Mike and I take care of Gavin who just turned one year this September three days a week. Since Mike took an early retirement and I am not working outside the home, on those three days, we devote our time to him.
What I am aware of taking care of Gavin is his sweet innocence, insatiable curiosity, unwavering trust, boundless energy, immense capacity for joy and super strong self-esteem. I can’t help wondering where I would be today had I received half of the love and attention growing up that is showered on Gavin by those who love him. Something tells me Gavin is giving me a gift here. I can feel it.
I think Gavin is teaching me that I needed to go through what I did while growing up to learn to trust after my innocence was exploited, to learn love after being abandoned and treated with hatred, to find joy and peace after living with violence and cruelty and to regain a healthy self-esteem after having my sense of self trampled on. I think finding innocence, love, joy, peace and self-esteem after having them stolen adds a new dimension. Kind of like experiencing warmth after having been cold or sense of relief after having a bad scare or experiencing spring after a long hard winter.
I am not sure that it is in everyone’s divine plan to need to experience a traumatic childhood or that it is necessarily everyone’s divine path. I do know that it is/was my path because it is/was the one I lived. I believe that Gavin’s path will be far different and that hopefully my learning what I needed to learn will be passed down and he can move forward to other life lessons that don’t require so much suffering.
My gift from Gavin is to see and experience vicariously what being shown love at an early age looks like, the effect it has on the young child. And by witnessing this, I feel a deepening of my recovered innocence, love, joy, peace and almost self-esteem. I “get” my lessons instead of understanding them. I have what Oprah Winfrey calls an Aha! moment.

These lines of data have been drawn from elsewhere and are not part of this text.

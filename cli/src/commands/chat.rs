//! # CyberBot Chat Command
//!
//! File: cli/src/commands/chat.rs
//!
//! ## Overview
//!
//! This module implements `cyberbot chat`, the interactive session (and the
//! default when no command is given). It is the presenter around the
//! `ResponseRouter`: it reads lines, filters out empty ones and `exit`, and
//! prints whatever the router answers.
//!
//! ## Session Flow
//!
//! 1. Best-effort audio greeting (a notice is printed if it is skipped)
//! 2. ASCII banner, then a short pause
//! 3. Name prompt, repeated until a non-empty name is given
//! 4. Welcome box
//! 5. Read loop on `> ` until `exit` or end of input
//!
//! ## Examples
//!
//! ```bash
//! cyberbot
//! cyberbot chat --name Ada --no-audio
//! printf 'Ada\nwhat is malware\nexit\n' | cyberbot chat --no-audio
//! ```
//!
use crate::bot::{KnowledgeBase, ResponseRouter, SessionMemory};
use crate::common::audio;
use crate::common::ui::{banner, Console, ConsoleSettings};
use crate::core::config::Config;
use crate::core::error::{BotError, Result};
use clap::Parser;
use std::io::{self, BufRead, IsTerminal, Write};
use tracing::{debug, info};

const EXIT_COMMAND: &str = "exit";
const EMPTY_INPUT_REMINDER: &str = "Please enter a question or 'exit'.";
const FAREWELL: &str = "Goodbye! Stay safe online.";

/// # Chat Arguments (`ChatArgs`)
///
/// Options for the interactive session.
#[derive(Parser, Debug, Default, Clone)]
pub struct ChatArgs {
    /// Your display name. Skips the name prompt.
    #[arg(long)]
    pub name: Option<String>,

    /// Do not play the audio greeting.
    #[arg(long)]
    pub no_audio: bool,

    /// Print replies instantly instead of typing them out.
    #[arg(long)]
    pub no_typing: bool,

    /// Seed for tip selection, for reproducible sessions.
    #[arg(long)]
    pub seed: Option<u64>,
}

/// Builds a router from the built-in knowledge base, seeded if requested.
pub fn build_router(seed: Option<u64>) -> Result<ResponseRouter> {
    let knowledge = KnowledgeBase::builtin()?;
    Ok(match seed {
        Some(seed) => ResponseRouter::with_seed(knowledge, seed),
        None => ResponseRouter::new(knowledge),
    })
}

/// # Handle Chat Command (`handle_chat`)
///
/// Wires the session to the real terminal and runs it.
///
/// ## Errors
///
/// Returns an error if the knowledge base fails validation, stdin/stdout fail,
/// or input ends before a name was entered.
pub fn handle_chat(args: ChatArgs, config: &Config) -> Result<()> {
    info!("Handling chat command...");
    debug!("Chat args: {:?}", args);

    let mut router = build_router(args.seed)?;

    let interactive = io::stdout().is_terminal();
    let settings = ConsoleSettings::from_config(&config.chat, interactive, !args.no_typing);
    let stdin = io::stdin();
    let mut console = Console::new(stdin.lock(), io::stdout().lock(), settings);

    if !args.no_audio {
        if let Some(notice) = audio::greet(&config.greeting) {
            console.line(&notice)?;
        }
    }

    let turns = run_session(&mut console, &mut router, args.name)?;
    info!("Session ended after {} turn(s).", turns);
    Ok(())
}

/// Runs one session over `console`: banner, name, welcome, then the read loop.
///
/// Returns the number of lines that were answered by the router.
pub fn run_session<R: BufRead, W: Write>(
    console: &mut Console<R, W>,
    router: &mut ResponseRouter,
    name: Option<String>,
) -> Result<usize> {
    banner::show_banner(console)?;

    let name = match name.map(|n| n.trim().to_string()).filter(|n| !n.is_empty()) {
        Some(name) => name,
        None => ask_name(console)?,
    };
    banner::show_welcome(console, &name)?;

    let mut memory = SessionMemory::new();
    let mut turns = 0;
    loop {
        let Some(line) = console.read_line("\n> ")? else {
            debug!("Input closed, ending session.");
            console.line("")?;
            console.line(FAREWELL)?;
            break;
        };

        let input = line.trim();
        if input.is_empty() {
            console.line(EMPTY_INPUT_REMINDER)?;
            continue;
        }
        if input.eq_ignore_ascii_case(EXIT_COMMAND) {
            console.line(FAREWELL)?;
            break;
        }

        let reply = router.respond(input, &mut memory, &name);
        console.type_out(&reply)?;
        turns += 1;
    }
    Ok(turns)
}

/// Prompts until a non-empty name is entered.
fn ask_name<R: BufRead, W: Write>(console: &mut Console<R, W>) -> Result<String> {
    let mut prompt = "\nWhat is your name? ";
    loop {
        let line = console.read_line(prompt)?.ok_or(BotError::InputClosed)?;
        let name = line.trim();
        if !name.is_empty() {
            return Ok(name.to_string());
        }
        prompt = "Please enter a valid name: ";
    }
}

Let me share with you the wonder of Gavin. Gavin wants to experience it all. When we take him on outings like to story time at the library, shopping, out to eat or just for a walk in the stroller he approaches the time with enthusiasm. I have a little video I took of Gavin when we went out to eat at Famous Dave’s. He loved the atmosphere with the pictures and objects on the wall. He was sociable to all who stopped by to admire his unique cuteness. He moved to the jazzy music and he was captivated with the crayons and paper he was given by the host. This is Gavin experiencing life unencumbered.